**Try it**
Take the entries below and print only the lines from the one with "use async_trait::async_trait;" through the one with "pub fn open_in_memory()", exactly as they stand, both ends included.

**The data**
[Start of section]
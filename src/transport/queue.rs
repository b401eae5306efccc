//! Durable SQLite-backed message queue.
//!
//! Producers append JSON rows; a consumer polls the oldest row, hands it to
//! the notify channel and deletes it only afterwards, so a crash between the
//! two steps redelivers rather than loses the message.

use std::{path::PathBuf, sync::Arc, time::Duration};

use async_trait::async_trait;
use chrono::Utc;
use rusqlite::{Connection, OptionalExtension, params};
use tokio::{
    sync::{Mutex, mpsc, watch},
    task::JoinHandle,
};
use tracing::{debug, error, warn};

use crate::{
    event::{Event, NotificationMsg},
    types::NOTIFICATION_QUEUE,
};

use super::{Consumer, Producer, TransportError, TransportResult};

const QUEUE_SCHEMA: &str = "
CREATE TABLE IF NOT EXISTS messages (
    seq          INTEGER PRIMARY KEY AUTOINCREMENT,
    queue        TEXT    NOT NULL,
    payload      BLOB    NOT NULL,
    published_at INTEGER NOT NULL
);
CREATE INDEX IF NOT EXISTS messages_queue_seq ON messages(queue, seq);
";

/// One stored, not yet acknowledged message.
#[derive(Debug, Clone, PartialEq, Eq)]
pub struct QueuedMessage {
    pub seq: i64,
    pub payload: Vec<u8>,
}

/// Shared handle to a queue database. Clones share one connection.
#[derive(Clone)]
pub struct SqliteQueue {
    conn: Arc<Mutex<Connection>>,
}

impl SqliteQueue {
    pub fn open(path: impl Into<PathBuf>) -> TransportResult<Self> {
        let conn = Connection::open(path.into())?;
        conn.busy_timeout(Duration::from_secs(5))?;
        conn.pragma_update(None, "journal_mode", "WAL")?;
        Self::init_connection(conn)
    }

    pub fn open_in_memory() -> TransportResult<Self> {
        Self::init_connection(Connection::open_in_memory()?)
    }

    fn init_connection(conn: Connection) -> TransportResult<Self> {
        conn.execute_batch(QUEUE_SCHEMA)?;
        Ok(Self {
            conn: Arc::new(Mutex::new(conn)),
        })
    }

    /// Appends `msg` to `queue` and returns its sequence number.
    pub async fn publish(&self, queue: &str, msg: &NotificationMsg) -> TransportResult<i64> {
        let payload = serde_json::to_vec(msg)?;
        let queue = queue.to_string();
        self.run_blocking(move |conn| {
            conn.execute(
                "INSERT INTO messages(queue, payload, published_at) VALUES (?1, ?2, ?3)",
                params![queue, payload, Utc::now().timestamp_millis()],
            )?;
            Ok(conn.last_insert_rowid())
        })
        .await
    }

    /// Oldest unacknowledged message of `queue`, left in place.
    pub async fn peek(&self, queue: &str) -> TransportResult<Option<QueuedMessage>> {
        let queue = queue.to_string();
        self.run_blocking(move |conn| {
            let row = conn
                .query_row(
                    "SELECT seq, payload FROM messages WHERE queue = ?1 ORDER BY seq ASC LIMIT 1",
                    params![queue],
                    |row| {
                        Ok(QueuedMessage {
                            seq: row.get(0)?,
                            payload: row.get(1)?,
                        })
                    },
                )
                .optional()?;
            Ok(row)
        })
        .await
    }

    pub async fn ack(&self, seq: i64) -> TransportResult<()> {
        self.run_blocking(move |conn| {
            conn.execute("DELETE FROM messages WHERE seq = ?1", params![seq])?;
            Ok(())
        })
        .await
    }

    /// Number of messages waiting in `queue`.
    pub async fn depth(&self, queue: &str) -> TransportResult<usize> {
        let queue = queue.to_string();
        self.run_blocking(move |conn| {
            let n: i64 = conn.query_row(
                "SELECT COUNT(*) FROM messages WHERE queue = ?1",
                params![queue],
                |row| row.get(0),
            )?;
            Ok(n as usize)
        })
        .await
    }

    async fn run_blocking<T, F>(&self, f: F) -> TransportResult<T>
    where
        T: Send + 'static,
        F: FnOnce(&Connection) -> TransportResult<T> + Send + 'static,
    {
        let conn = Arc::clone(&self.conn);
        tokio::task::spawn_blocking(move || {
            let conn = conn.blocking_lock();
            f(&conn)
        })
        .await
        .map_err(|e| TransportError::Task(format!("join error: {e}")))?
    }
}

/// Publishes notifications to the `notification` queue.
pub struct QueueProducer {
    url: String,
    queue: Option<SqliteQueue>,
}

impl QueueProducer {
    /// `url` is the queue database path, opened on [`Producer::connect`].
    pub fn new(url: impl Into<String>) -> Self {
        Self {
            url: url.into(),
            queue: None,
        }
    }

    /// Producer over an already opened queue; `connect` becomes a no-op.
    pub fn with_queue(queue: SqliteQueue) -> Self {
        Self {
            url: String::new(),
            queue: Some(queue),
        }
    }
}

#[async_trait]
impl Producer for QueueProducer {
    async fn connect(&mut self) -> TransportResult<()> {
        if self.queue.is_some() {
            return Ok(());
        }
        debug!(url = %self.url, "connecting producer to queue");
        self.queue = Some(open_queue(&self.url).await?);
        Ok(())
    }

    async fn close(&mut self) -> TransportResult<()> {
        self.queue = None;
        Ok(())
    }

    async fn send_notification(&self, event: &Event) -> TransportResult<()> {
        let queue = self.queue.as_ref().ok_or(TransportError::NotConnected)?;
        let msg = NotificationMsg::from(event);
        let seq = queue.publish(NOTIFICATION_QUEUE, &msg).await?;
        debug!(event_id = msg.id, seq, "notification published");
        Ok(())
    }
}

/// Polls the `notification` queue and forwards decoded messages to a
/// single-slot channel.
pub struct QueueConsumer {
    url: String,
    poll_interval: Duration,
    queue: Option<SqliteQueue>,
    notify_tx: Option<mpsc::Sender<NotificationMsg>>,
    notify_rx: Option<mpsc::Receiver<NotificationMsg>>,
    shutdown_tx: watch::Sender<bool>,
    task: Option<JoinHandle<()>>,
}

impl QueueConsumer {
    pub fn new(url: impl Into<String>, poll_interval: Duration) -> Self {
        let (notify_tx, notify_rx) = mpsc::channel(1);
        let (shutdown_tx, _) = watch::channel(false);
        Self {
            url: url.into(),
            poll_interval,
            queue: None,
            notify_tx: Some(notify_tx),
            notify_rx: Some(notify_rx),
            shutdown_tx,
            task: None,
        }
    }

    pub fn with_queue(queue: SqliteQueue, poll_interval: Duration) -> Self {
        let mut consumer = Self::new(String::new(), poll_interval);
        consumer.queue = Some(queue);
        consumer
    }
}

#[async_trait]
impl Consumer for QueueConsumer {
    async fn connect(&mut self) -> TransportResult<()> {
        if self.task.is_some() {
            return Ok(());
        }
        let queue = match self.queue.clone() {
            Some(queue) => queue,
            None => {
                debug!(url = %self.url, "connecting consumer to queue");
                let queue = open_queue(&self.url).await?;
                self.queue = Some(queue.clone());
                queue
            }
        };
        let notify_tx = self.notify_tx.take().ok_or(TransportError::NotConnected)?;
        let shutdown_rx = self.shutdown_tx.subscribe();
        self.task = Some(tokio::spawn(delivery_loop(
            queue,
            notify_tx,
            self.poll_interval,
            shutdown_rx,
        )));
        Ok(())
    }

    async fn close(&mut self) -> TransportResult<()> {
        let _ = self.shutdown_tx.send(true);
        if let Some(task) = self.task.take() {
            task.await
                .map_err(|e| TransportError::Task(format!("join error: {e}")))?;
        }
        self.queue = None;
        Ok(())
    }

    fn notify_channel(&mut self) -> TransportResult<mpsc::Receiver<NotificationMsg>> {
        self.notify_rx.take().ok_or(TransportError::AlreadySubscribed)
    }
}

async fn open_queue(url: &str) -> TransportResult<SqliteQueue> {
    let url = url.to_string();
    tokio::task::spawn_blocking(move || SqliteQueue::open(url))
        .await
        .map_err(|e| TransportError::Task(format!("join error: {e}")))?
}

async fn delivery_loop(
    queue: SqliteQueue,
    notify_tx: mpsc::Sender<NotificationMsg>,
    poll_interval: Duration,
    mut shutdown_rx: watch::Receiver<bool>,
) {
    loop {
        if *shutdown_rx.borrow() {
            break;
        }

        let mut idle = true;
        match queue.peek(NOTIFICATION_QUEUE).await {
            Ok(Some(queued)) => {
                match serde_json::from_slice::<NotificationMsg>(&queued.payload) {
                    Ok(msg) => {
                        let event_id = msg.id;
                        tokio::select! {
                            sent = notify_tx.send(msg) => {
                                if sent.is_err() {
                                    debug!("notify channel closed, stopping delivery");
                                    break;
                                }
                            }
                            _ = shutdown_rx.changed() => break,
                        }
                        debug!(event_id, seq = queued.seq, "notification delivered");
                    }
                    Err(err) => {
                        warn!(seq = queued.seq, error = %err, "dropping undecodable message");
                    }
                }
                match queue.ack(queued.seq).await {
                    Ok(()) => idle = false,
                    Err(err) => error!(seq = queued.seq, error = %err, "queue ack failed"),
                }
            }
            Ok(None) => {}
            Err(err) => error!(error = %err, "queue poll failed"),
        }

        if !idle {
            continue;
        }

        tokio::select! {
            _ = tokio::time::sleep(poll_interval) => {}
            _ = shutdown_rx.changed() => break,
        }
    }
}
[End of section]
**Solution for this task**
use async_trait::async_trait;
use chrono::Utc;
use rusqlite::{Connection, OptionalExtension, params};
use tokio::{
    sync::{Mutex, mpsc, watch},
    task::JoinHandle,
};
use tracing::{debug, error, warn};

use crate::{
    event::{Event, NotificationMsg},
    types::NOTIFICATION_QUEUE,
};

use super::{Consumer, Producer, TransportError, TransportResult};

const QUEUE_SCHEMA: &str = "
CREATE TABLE IF NOT EXISTS messages (
    seq          INTEGER PRIMARY KEY AUTOINCREMENT,
    queue        TEXT    NOT NULL,
    payload      BLOB    NOT NULL,
    published_at INTEGER NOT NULL
);
CREATE INDEX IF NOT EXISTS messages_queue_seq ON messages(queue, seq);
";

/// One stored, not yet acknowledged message.
#[derive(Debug, Clone, PartialEq, Eq)]
pub struct QueuedMessage {
    pub seq: i64,
    pub payload: Vec<u8>,
}

/// Shared handle to a queue database. Clones share one connection.
#[derive(Clone)]
pub struct SqliteQueue {
    conn: Arc<Mutex<Connection>>,
}

impl SqliteQueue {
    pub fn open(path: impl Into<PathBuf>) -> TransportResult<Self> {
        let conn = Connection::open(path.into())?;
        conn.busy_timeout(Duration::from_secs(5))?;
        conn.pragma_update(None, "journal_mode", "WAL")?;
        Self::init_connection(conn)
    }

    pub fn open_in_memory() -> TransportResult<Self> {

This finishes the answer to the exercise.